── The records ──

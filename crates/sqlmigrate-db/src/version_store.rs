use std::collections::BTreeSet;

use sqlmigrate_common::{Dialect, Error, MigrationId, Result, SqlIdent};
use tracing::{debug, info};

use crate::backend::{Database, Transaction};

/// The table recording which migrations have been applied, one row per id.
#[derive(Debug, Clone, PartialEq, Eq)]
pub struct VersionStore {
    table: SqlIdent,
    column: SqlIdent,
}

impl Default for VersionStore {
    fn default() -> Self {
        Self::new(SqlIdent::default_table(), SqlIdent::default_column())
    }
}

impl VersionStore {
    pub fn new(table: SqlIdent, column: SqlIdent) -> Self {
        Self { table, column }
    }

    pub fn table(&self) -> &SqlIdent {
        &self.table
    }

    pub fn column(&self) -> &SqlIdent {
        &self.column
    }

    pub fn create_table_sql(&self, dialect: Dialect) -> String {
        format!(
            "CREATE TABLE IF NOT EXISTS {} ({} {} NOT NULL PRIMARY KEY)",
            dialect.quote_ident(&self.table),
            dialect.quote_ident(&self.column),
            dialect.id_column_type(),
        )
    }

    fn select_sql(&self, dialect: Dialect) -> String {
        let column = dialect.quote_ident(&self.column);
        format!(
            "SELECT {column} FROM {} ORDER BY {column}",
            dialect.quote_ident(&self.table)
        )
    }

    fn insert_sql(&self, dialect: Dialect) -> String {
        format!(
            "INSERT INTO {} ({}) VALUES ({})",
            dialect.quote_ident(&self.table),
            dialect.quote_ident(&self.column),
            dialect.placeholder(),
        )
    }

    fn delete_sql(&self, dialect: Dialect) -> String {
        format!(
            "DELETE FROM {} WHERE {} = {}",
            dialect.quote_ident(&self.table),
            dialect.quote_ident(&self.column),
            dialect.placeholder(),
        )
    }

    /// Create the table if it does not exist yet. Safe to call on every run.
    pub fn ensure_schema<D: Database>(&self, db: &mut D, dialect: Dialect) -> Result<()> {
        db.exec_batch(&self.create_table_sql(dialect))
            .map_err(|source| Error::SchemaInit {
                table: self.table.to_string(),
                source,
            })?;
        debug!("migrations table `{}` ready ({dialect})", self.table);
        Ok(())
    }

    /// Every id recorded as applied. An empty table is an empty set.
    pub fn applied_ids<D: Database>(
        &self,
        db: &mut D,
        dialect: Dialect,
    ) -> Result<BTreeSet<MigrationId>> {
        let raw = db
            .query_ids(&self.select_sql(dialect))
            .map_err(|source| Error::Lookup {
                table: self.table.to_string(),
                source,
            })?;

        raw.into_iter()
            .map(|value| {
                MigrationId::from_i64(value).ok_or_else(|| Error::Lookup {
                    table: self.table.to_string(),
                    source: format!("invalid migration id {value} in column `{}`", self.column)
                        .into(),
                })
            })
            .collect()
    }

    /// Record `id` as applied inside the caller's transaction.
    pub fn mark_applied<T: Transaction>(
        &self,
        tx: &T,
        dialect: Dialect,
        id: MigrationId,
    ) -> Result<()> {
        tx.exec_with_id(&self.insert_sql(dialect), id.as_i64())
            .map_err(|source| Error::Record { id, source })?;
        info!("recorded migration {id} in `{}`", self.table);
        Ok(())
    }

    /// Remove the record for `id` inside the caller's transaction.
    pub fn mark_reverted<T: Transaction>(
        &self,
        tx: &T,
        dialect: Dialect,
        id: MigrationId,
    ) -> Result<()> {
        let removed = tx
            .exec_with_id(&self.delete_sql(dialect), id.as_i64())
            .map_err(|source| Error::Record { id, source })?;
        if removed == 0 {
            return Err(Error::Record {
                id,
                source: format!("no row for migration {id} in `{}`", self.table).into(),
            });
        }
        info!("removed migration {id} from `{}`", self.table);
        Ok(())
    }
}
use std::fmt;
use std::str::FromStr;

use serde::{Deserialize, Serialize};

use crate::error::Error;

/// Zero-based position of a migration in its registry.
#[derive(Debug, Clone, Copy, PartialEq, Eq, PartialOrd, Ord, Hash, Serialize, Deserialize)]
#[serde(transparent)]
pub struct MigrationId(u32);

impl MigrationId {
    pub const fn new(id: u32) -> Self {
        Self(id)
    }

    pub const fn get(self) -> u32 {
        self.0
    }

    pub fn index(self) -> usize {
        self.0 as usize
    }

    /// Id for a registry position; `None` past `u32::MAX`.
    pub fn from_index(index: usize) -> Option<Self> {
        u32::try_from(index).ok().map(Self)
    }

    /// Value written to the integer column of the migrations table.
    pub fn as_i64(self) -> i64 {
        i64::from(self.0)
    }

    /// Convert a stored column value back into an id; `None` for negative or
    /// out-of-range values.
    pub fn from_i64(value: i64) -> Option<Self> {
        u32::try_from(value).ok().map(Self)
    }
}

impl fmt::Display for MigrationId {
    fn fmt(&self, f: &mut fmt::Formatter<'_>) -> fmt::Result {
        fmt::Display::fmt(&self.0, f)
    }
}

impl From<u32> for MigrationId {
    fn from(id: u32) -> Self {
        Self(id)
    }
}

/// SQL syntax variant used when building the statements the engine issues
/// itself. Migration bodies are passed through untouched.
#[derive(Debug, Clone, Copy, PartialEq, Eq, Default, Serialize, Deserialize)]
#[serde(rename_all = "lowercase")]
pub enum Dialect {
    #[default]
    #[serde(alias = "sqlite3")]
    Sqlite,
    #[serde(alias = "postgresql", alias = "pgx", alias = "pg")]
    Postgres,
    #[serde(alias = "mariadb")]
    Mysql,
}

impl Dialect {
    pub fn as_str(self) -> &'static str {
        match self {
            Dialect::Sqlite => "sqlite",
            Dialect::Postgres => "postgres",
            Dialect::Mysql => "mysql",
        }
    }

    pub fn quote_ident(self, ident: &SqlIdent) -> String {
        let q = match self {
            Dialect::Mysql => '`',
            Dialect::Sqlite | Dialect::Postgres => '"',
        };
        let escaped = ident.as_str().replace(q, &format!("{q}{q}"));
        format!("{q}{escaped}{q}")
    }

    /// Placeholder for the single bound parameter of engine statements.
    pub fn placeholder(self) -> &'static str {
        match self {
            Dialect::Sqlite => "?1",
            Dialect::Postgres => "$1",
            Dialect::Mysql => "?",
        }
    }

    pub fn id_column_type(self) -> &'static str {
        match self {
            Dialect::Sqlite => "INTEGER",
            Dialect::Postgres | Dialect::Mysql => "BIGINT",
        }
    }
}

impl fmt::Display for Dialect {
    fn fmt(&self, f: &mut fmt::Formatter<'_>) -> fmt::Result {
        f.write_str(self.as_str())
    }
}

impl FromStr for Dialect {
    type Err = Error;

    /// Accepts the common driver names as well as the canonical ones.
    fn from_str(s: &str) -> Result<Self, Self::Err> {
        match s.trim().to_ascii_lowercase().as_str() {
            "sqlite" | "sqlite3" => Ok(Dialect::Sqlite),
            "postgres" | "postgresql" | "pgx" | "pg" => Ok(Dialect::Postgres),
            "mysql" | "mariadb" => Ok(Dialect::Mysql),
            _ => Err(Error::UnknownDialect(s.to_string())),
        }
    }
}

const MAX_IDENT_LEN: usize = 63;

/// A table or column name safe to interpolate into engine SQL.
#[derive(Debug, Clone, PartialEq, Eq, Hash, Serialize, Deserialize)]
#[serde(try_from = "String", into = "String")]
pub struct SqlIdent(String);

impl SqlIdent {
    pub fn new(ident: impl Into<String>) -> Result<Self, Error> {
        let ident = ident.into();
        if ident.is_empty() {
            return Err(Error::InvalidIdentifier("identifier cannot be empty".into()));
        }
        if ident.len() > MAX_IDENT_LEN {
            return Err(Error::InvalidIdentifier(format!(
                "`{ident}` is longer than {MAX_IDENT_LEN} characters"
            )));
        }
        let mut chars = ident.chars();
        let first_ok = chars
            .next()
            .is_some_and(|c| c.is_ascii_alphabetic() || c == '_');
        if !first_ok || !chars.all(|c| c.is_ascii_alphanumeric() || c == '_') {
            return Err(Error::InvalidIdentifier(format!(
                "`{ident}` must match [A-Za-z_][A-Za-z0-9_]*"
            )));
        }
        Ok(Self(ident))
    }

    /// Default name of the applied-migrations table.
    pub fn default_table() -> Self {
        Self("migrations".to_string())
    }

    /// Default name of the applied-id column.
    pub fn default_column() -> Self {
        Self("version".to_string())
    }

    pub fn as_str(&self) -> &str {
        &self.0
    }
}

impl fmt::Display for SqlIdent {
    fn fmt(&self, f: &mut fmt::Formatter<'_>) -> fmt::Result {
        f.write_str(&self.0)
    }
}

impl TryFrom<String> for SqlIdent {
    type Error = Error;

    fn try_from(value: String) -> Result<Self, Self::Error> {
        Self::new(value)
    }
}

impl From<SqlIdent> for String {
    fn from(ident: SqlIdent) -> Self {
        ident.0
    }
}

───

Goal of the exercise: Among the records above, find each line containing the string "const" and copy it.

Output of the task:
    pub const fn new(id: u32) -> Self {
    pub const fn get(self) -> u32 {
const MAX_IDENT_LEN: usize = 63;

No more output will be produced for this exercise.